Chorionic gonadotropin synthesis by human tumor cell lines: examination of subunit accumulation, steady-state levels of mRNA, and gene structure.

A number of tumor cell lines have been examined that differentially produce human chorionic gonadotropin and the isolated alpha- or beta-subunits. It has been demonstrated that all of the cell lines studied to date contain genes for both alpha- and beta-subunits, indicating that differential and exclusive expression of one subunit is not the result of a particular cell line having lost the gene for the alternate subunit as a consequence of chromosome changes accompanying cell transformation. Because many of these established cell lines are aneuploid, it is also significant that no evidence was found for gene amplification in cell lines producing alpha-subunit at very high levels compared to those with very low level expression. Analysis of restriction endonuclease digests of tumor cell DNAs has demonstrated identical patterns for beta-subunit in KpnI digests and KpnI/HindIII double digests. Polymorphisms were observed for alpha-subunit in EcoRI and HindIII digests, but these did not correspond with expression of the alpha-subunit.
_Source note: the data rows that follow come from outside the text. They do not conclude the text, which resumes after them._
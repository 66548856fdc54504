//! Domain entities representing core business objects.

pub mod token;


// Re-export commonly used types
pub use token::{
    Payload,
    CLAIM_EXP, CLAIM_IAT, CLAIM_JTI, CLAIM_TENANT_ID, CLAIM_USER_ID,
    TOKEN_EXPIRY_HOURS,
};
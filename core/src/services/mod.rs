//! Business services containing domain logic and use cases.

pub mod token;

// Re-export commonly used types
pub use token::{
    CacheStats, Clock, ManualClock, SweepResult, SystemClock, TokenCacheService,
    TokenCacheSweeper, TokenCacheSweeperConfig, TokenCodec, TokenServiceConfig,
};
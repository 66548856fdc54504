//! Configuration for the token service

use std::str::FromStr;

use chrono::Duration;
use jsonwebtoken::Algorithm;
use tg_shared::config::auth::DEFAULT_JWT_SECRET;
use tg_shared::{JwtConfig, TokenCacheConfig};

use crate::domain::entities::token::TOKEN_EXPIRY_HOURS;
use crate::errors::{DomainResult, TokenError};

/// Configuration for the token codec and cache
#[derive(Debug, Clone)]
pub struct TokenServiceConfig {
    /// JWT signing secret
    pub jwt_secret: String,
    /// JWT signing algorithm, one of the HMAC family
    pub algorithm: Algorithm,
    /// Token validity window in seconds
    pub token_expiry_seconds: i64,
    /// Whether decoded tokens are cached
    pub cache_enabled: bool,
    /// Minimum seconds between lazy sweeps
    pub sweep_interval_seconds: u64,
}

impl Default for TokenServiceConfig {
    fn default() -> Self {
        Self {
            jwt_secret: DEFAULT_JWT_SECRET.to_string(),
            algorithm: Algorithm::HS256,
            token_expiry_seconds: TOKEN_EXPIRY_HOURS * 3600,
            cache_enabled: true,
            sweep_interval_seconds: 3600,
        }
    }
}

impl TokenServiceConfig {
    pub fn new(jwt_secret: impl Into<String>) -> Self {
        Self {
            jwt_secret: jwt_secret.into(),
            ..Default::default()
        }
    }

    /// Builds the service configuration from the shared application config
    pub fn from_shared(jwt: &JwtConfig, cache: &TokenCacheConfig) -> DomainResult<Self> {
        let algorithm = Algorithm::from_str(&jwt.algorithm).map_err(|_| {
            TokenError::UnsupportedAlgorithm {
                algorithm: jwt.algorithm.clone(),
            }
        })?;

        Ok(Self {
            jwt_secret: jwt.secret.clone(),
            algorithm,
            token_expiry_seconds: jwt.expiry_seconds,
            cache_enabled: cache.enabled,
            sweep_interval_seconds: cache.sweep_interval_seconds,
        })
    }

    /// Forces every decode through signature verification
    pub fn without_cache(mut self) -> Self {
        self.cache_enabled = false;
        self
    }

    pub fn token_expiry(&self) -> Duration {
        let bound = i64::MAX / 1_000;
        Duration::seconds(self.token_expiry_seconds.clamp(-bound, bound))
    }

    pub fn sweep_interval(&self) -> Duration {
        let seconds = i64::try_from(self.sweep_interval_seconds).unwrap_or(i64::MAX);
        Duration::seconds(seconds.min(i64::MAX / 1_000))
    }
}
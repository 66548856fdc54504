//! Tests for the token codec and token cache service

mod fixtures;

mod cleanup_tests;
//! Domain-specific error types and error handling.

mod types;


pub use types::TokenError;

use thiserror::Error;

/// Errors raised while building or configuring the token subsystem
#[derive(Error, Debug)]
pub enum DomainError {
    #[error("Configuration error: {message}")]
    Config { message: String },

    #[error(transparent)]
    Token(#[from] TokenError),
}

impl From<tg_shared::ConfigError> for DomainError {
    fn from(error: tg_shared::ConfigError) -> Self {
        DomainError::Config {
            message: error.to_string(),
        }
    }
}

pub type DomainResult<T> = Result<T, DomainError>;
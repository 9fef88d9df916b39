use std::sync::Arc;

use anyhow::Result;
use clap::{Parser, Subcommand};
use tracing_subscriber::{fmt, layer::SubscriberExt, util::SubscriberInitExt, EnvFilter};
use uuid::Uuid;

use appsight_storage::{PgStore, Stores};
use appsight_sync::{live_registry, Orchestrator, Scheduler, SyncConfig};
use appsight_web::AppState;

#[derive(Debug, Parser)]
#[command(name = "appsight")]
#[command(about = "AppSight metrics collection service")]
struct Cli {
    #[command(subcommand)]
    command: Option<Commands>,
}

#[derive(Debug, Subcommand)]
enum Commands {
    /// Run the JSON API, with the cron loop when enabled.
    Serve,
    /// Run one scheduling tick over all verified users.
    Tick,
    /// Collect every configured source for one user, now.
    Collect {
        #[arg(long)]
        user: Uuid,
    },
    /// Create missing database tables.
    Migrate,
}

fn init_tracing() {
    let filter = EnvFilter::try_from_default_env().unwrap_or_else(|_| EnvFilter::new("info"));
    tracing_subscriber::registry()
        .with(fmt::layer())
        .with(filter)
        .init();
}

async fn build_stores(config: &SyncConfig) -> Result<Stores> {
    let pg = Arc::new(PgStore::connect(&config.database_url).await?);
    pg.ensure_schema().await?;
    Ok(Stores::from_pg(pg))
}

fn build_orchestrator(config: &SyncConfig, stores: &Stores) -> Result<Arc<Orchestrator>> {
    let registry = Arc::new(live_registry(config)?);
    Ok(Arc::new(Orchestrator::new(
        stores.clone(),
        registry,
        config.source_timeout(),
    )))
}

#[tokio::main]
async fn main() -> Result<()> {
    init_tracing();
    let cli = Cli::parse();
    let config = SyncConfig::from_env();

    match cli.command.unwrap_or(Commands::Serve) {
        Commands::Serve => {
            let stores = build_stores(&config).await?;
            let orchestrator = build_orchestrator(&config, &stores)?;
            let scheduler = Scheduler::new(stores.clone(), orchestrator.clone());
            let running = if config.scheduler_enabled {
                Some(scheduler.start(&config.collection_cron).await?)
            } else {
                None
            };
            appsight_web::serve(AppState::new(stores, orchestrator)).await?;
            if let Some(running) = running {
                running.stop().await?;
            }
        }
        Commands::Tick => {
            let stores = build_stores(&config).await?;
            let orchestrator = build_orchestrator(&config, &stores)?;
            let scheduler = Scheduler::new(stores, orchestrator);
            let summary = scheduler.run_tick().await?;
            println!(
                "tick complete: eligible={} collected={} skipped={} fulfilled={} rejected={}",
                summary.eligible_users,
                summary.collected_users,
                summary.skipped_users,
                summary.fulfilled_sources,
                summary.rejected_sources
            );
        }
        Commands::Collect { user } => {
            let stores = build_stores(&config).await?;
            let orchestrator = build_orchestrator(&config, &stores)?;
            let outcomes = orchestrator.collect_for_user(user).await?;
            if outcomes.is_empty() {
                println!("no configured sources for user {user}");
            }
            for outcome in &outcomes {
                match &outcome.error {
                    None => println!("{}: ok", outcome.source),
                    Some(error) => println!("{}: failed ({error})", outcome.source),
                }
            }
        }
        Commands::Migrate => {
            build_stores(&config).await?;
            println!("schema ensured");
        }
    }

    Ok(())
}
Significant levels of either mRNA (as determined by dot blot and Northern transfer hybridization analysis) were accompanied by corresponding elevated levels of alpha- and beta-subunits (as determined by radioimmunoassay), suggesting that regulation of subunit production most likely occurs at a pretranslational stage. However, there were apparent differences in the relative ratio of alpha- and beta-subunits and their cognate mRNAs among the cell lines.